• GIVEN INFORMATION:
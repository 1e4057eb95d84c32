//! Object identifiers.
//!
//! Ids are interned strings so they stay readable in saved layouts
//! (`rect_3`, `headline`) while copying around as a 4-byte key. Generated
//! ids take the form `<kind>_<n>`. Any id that enters a scene reserves its
//! numeric suffix, so a freshly generated id never repeats one that came in
//! from a loaded layout.

use lasso::{Spur, ThreadedRodeo};
use serde::{Deserialize, Deserializer, Serialize, Serializer};
use std::fmt;
use std::sync::LazyLock;
use std::sync::atomic::{AtomicU64, Ordering};

static NAMES: LazyLock<ThreadedRodeo> = LazyLock::new(ThreadedRodeo::default);

/// Next suffix handed out by [`ObjectId::fresh`].
static NEXT_SUFFIX: AtomicU64 = AtomicU64::new(1);

#[derive(Clone, Copy, PartialEq, Eq, Hash)]
pub struct ObjectId(Spur);

impl ObjectId {
    /// The id named `name`. The same name always yields the same id.
    pub fn intern(name: &str) -> Self {
        ObjectId(NAMES.get_or_intern(name))
    }

    /// A new `<kind>_<n>` id whose suffix is above every suffix reserved so
    /// far.
    pub fn fresh(kind: &str) -> Self {
        let n = NEXT_SUFFIX.fetch_add(1, Ordering::Relaxed);
        Self::intern(&format!("{kind}_{n}"))
    }

    pub fn as_str(&self) -> &str {
        NAMES.resolve(&self.0)
    }

    /// Numeric tail after the last `_`, if the id has one.
    pub fn suffix(&self) -> Option<u64> {
        let (_, tail) = self.as_str().rsplit_once('_')?;
        tail.parse().ok()
    }

    /// Keep [`fresh`](Self::fresh) from ever producing this id again.
    pub fn reserve(&self) {
        if let Some(n) = self.suffix().and_then(|n| n.checked_add(1)) {
            NEXT_SUFFIX.fetch_max(n, Ordering::Relaxed);
        }
    }
}

impl fmt::Debug for ObjectId {
    fn fmt(&self, f: &mut fmt::Formatter<'_>) -> fmt::Result {
        write!(f, "#{}", self.as_str())
    }
}

impl fmt::Display for ObjectId {
    fn fmt(&self, f: &mut fmt::Formatter<'_>) -> fmt::Result {
        f.write_str(self.as_str())
    }
}

impl Serialize for ObjectId {
    fn serialize<S: Serializer>(&self, serializer: S) -> Result<S::Ok, S::Error> {
        serializer.serialize_str(self.as_str())
    }
}

impl<'de> Deserialize<'de> for ObjectId {
    fn deserialize<D: Deserializer<'de>>(deserializer: D) -> Result<Self, D::Error> {
        let name = String::deserialize(deserializer)?;
        Ok(ObjectId::intern(&name))
    }
}
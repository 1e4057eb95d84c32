//! Text objects → glyphs.
//!
//! Each text object is written out as a small SVG `<text>` document sized
//! to its unscaled box. usvg shapes it against the system font database and
//! resvg paints it into the target pixmap through the object's transform,
//! so rotation, scale and the display view apply exactly as for shapes.

use crate::raster::skia_transform;
use kurbo::Affine;
use sc_core::Color;
use sc_core::model::{DrawableObject, LINE_HEIGHT, ObjectKind};
use std::sync::{Arc, LazyLock};
use tiny_skia::Pixmap;
use usvg::fontdb;

/// Baseline offset inside a line box, as a fraction of the font size.
const ASCENT_EM: f64 = 0.8;

static FONTS: LazyLock<Arc<fontdb::Database>> = LazyLock::new(|| {
    let mut db = fontdb::Database::new();
    db.load_system_fonts();
    // fontdb maps `sans-serif` to Arial unless told otherwise.
    let sans = db
        .faces()
        .flat_map(|face| face.families.iter())
        .map(|(name, _)| name)
        .find(|name| name.contains("Sans") && !name.contains("Mono"))
        .cloned();
    if let Some(name) = sans {
        log::debug!("sans-serif resolves to {name}");
        db.set_sans_serif_family(name);
    }
    log::debug!("loaded {} font faces", db.len());
    Arc::new(db)
});

/// Number of font faces text can be drawn with.
pub fn font_faces() -> usize {
    FONTS.len()
}

/// Paint a text object through `transform` (object box → device).
/// Other kinds are ignored.
pub(crate) fn paint_text(pixmap: &mut Pixmap, obj: &DrawableObject, transform: Affine) {
    let Some(svg) = text_document(obj) else {
        return;
    };
    let options = usvg::Options {
        fontdb: Arc::clone(&FONTS),
        font_resolver: font_resolver(),
        ..usvg::Options::default()
    };
    let tree = match usvg::Tree::from_str(&svg, &options) {
        Ok(tree) => tree,
        Err(err) => {
            log::warn!("{}: text layout failed: {err}", obj.id);
            return;
        }
    };
    resvg::render(&tree, skia_transform(transform), &mut pixmap.as_mut());
}

/// SVG for one text object, one `<tspan>` per line, left aligned.
fn text_document(obj: &DrawableObject) -> Option<String> {
    let ObjectKind::Text {
        content,
        font_size,
        font_weight,
        ..
    } = &obj.kind
    else {
        return None;
    };
    let (w, h) = obj.base_size();
    let style = &obj.style;

    let mut svg = format!(
        r#"<svg xmlns="http://www.w3.org/2000/svg" width="{w}" height="{h}" viewBox="0 0 {w} {h}">"#
    );
    svg.push_str(&format!(
        r#"<text font-family="sans-serif" font-size="{font_size}" font-weight="{font_weight}" fill="{}" fill-opacity="{}" opacity="{}" xml:space="preserve""#,
        rgb_hex(style.fill),
        alpha(style.fill),
        style.opacity
    ));
    if let Some(stroke) = style.stroke
        && style.stroke_width > 0.0
    {
        svg.push_str(&format!(
            r#" stroke="{}" stroke-opacity="{}" stroke-width="{}""#,
            rgb_hex(stroke),
            alpha(stroke),
            style.stroke_width
        ));
    }
    svg.push('>');

    let line_height = font_size * LINE_HEIGHT;
    for (i, line) in content.split('\n').enumerate() {
        let baseline =
            i as f64 * line_height + (line_height - font_size) / 2.0 + font_size * ASCENT_EM;
        svg.push_str(&format!(
            r#"<tspan x="0" y="{baseline}">{}</tspan>"#,
            escape(line)
        ));
    }
    svg.push_str("</text></svg>");
    Some(svg)
}

/// Requested family first, then the installed sans-serif, then any face.
fn font_resolver() -> usvg::FontResolver<'static> {
    usvg::FontResolver {
        select_font: Box::new(|font, db| {
            let mut families: Vec<fontdb::Family<'_>> = font
                .families()
                .iter()
                .map(|family| match family {
                    usvg::FontFamily::Serif => fontdb::Family::Serif,
                    usvg::FontFamily::SansSerif => fontdb::Family::SansSerif,
                    usvg::FontFamily::Cursive => fontdb::Family::Cursive,
                    usvg::FontFamily::Fantasy => fontdb::Family::Fantasy,
                    usvg::FontFamily::Monospace => fontdb::Family::Monospace,
                    usvg::FontFamily::Named(name) => fontdb::Family::Name(name),
                })
                .collect();
            families.push(fontdb::Family::SansSerif);

            let query = fontdb::Query {
                families: &families,
                weight: fontdb::Weight(font.weight()),
                stretch: fontdb::Stretch::Normal,
                style: fontdb::Style::Normal,
            };
            db.query(&query)
                .or_else(|| db.faces().next().map(|face| face.id))
        }),
        select_fallback: usvg::FontResolver::default_fallback_selector(),
    }
}

fn rgb_hex(color: Color) -> String {
    format!("#{:02x}{:02x}{:02x}", color.r, color.g, color.b)
}

fn alpha(color: Color) -> f64 {
    color.a as f64 / 255.0
}

fn escape(text: &str) -> String {
    let mut out = String::with_capacity(text.len());
    for ch in text.chars() {
        match ch {
            '&' => out.push_str("&amp;"),
            '<' => out.push_str("&lt;"),
            '>' => out.push_str("&gt;"),
            '"' => out.push_str("&quot;"),
            '\'' => out.push_str("&apos;"),
            _ => out.push(ch),
        }
    }
    out
}
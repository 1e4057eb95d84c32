pub mod commands;
pub mod controller;
pub mod editor;
pub mod error;

pub use commands::CommandStack;
pub use controller::{Align, Controller, Properties};
pub use editor::Editor;
pub use error::{EditorError, EditorResult};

• TASK ITEM: Exactly as they appear, print the lines from the one holding "pub mod controller;" through the final line of the entries, and no others.

• EXERCISE RESULT:
pub mod controller;
pub mod editor;
pub mod error;

pub use commands::CommandStack;
pub use controller::{Align, Controller, Properties};
pub use editor::Editor;
pub use error::{EditorError, EditorResult};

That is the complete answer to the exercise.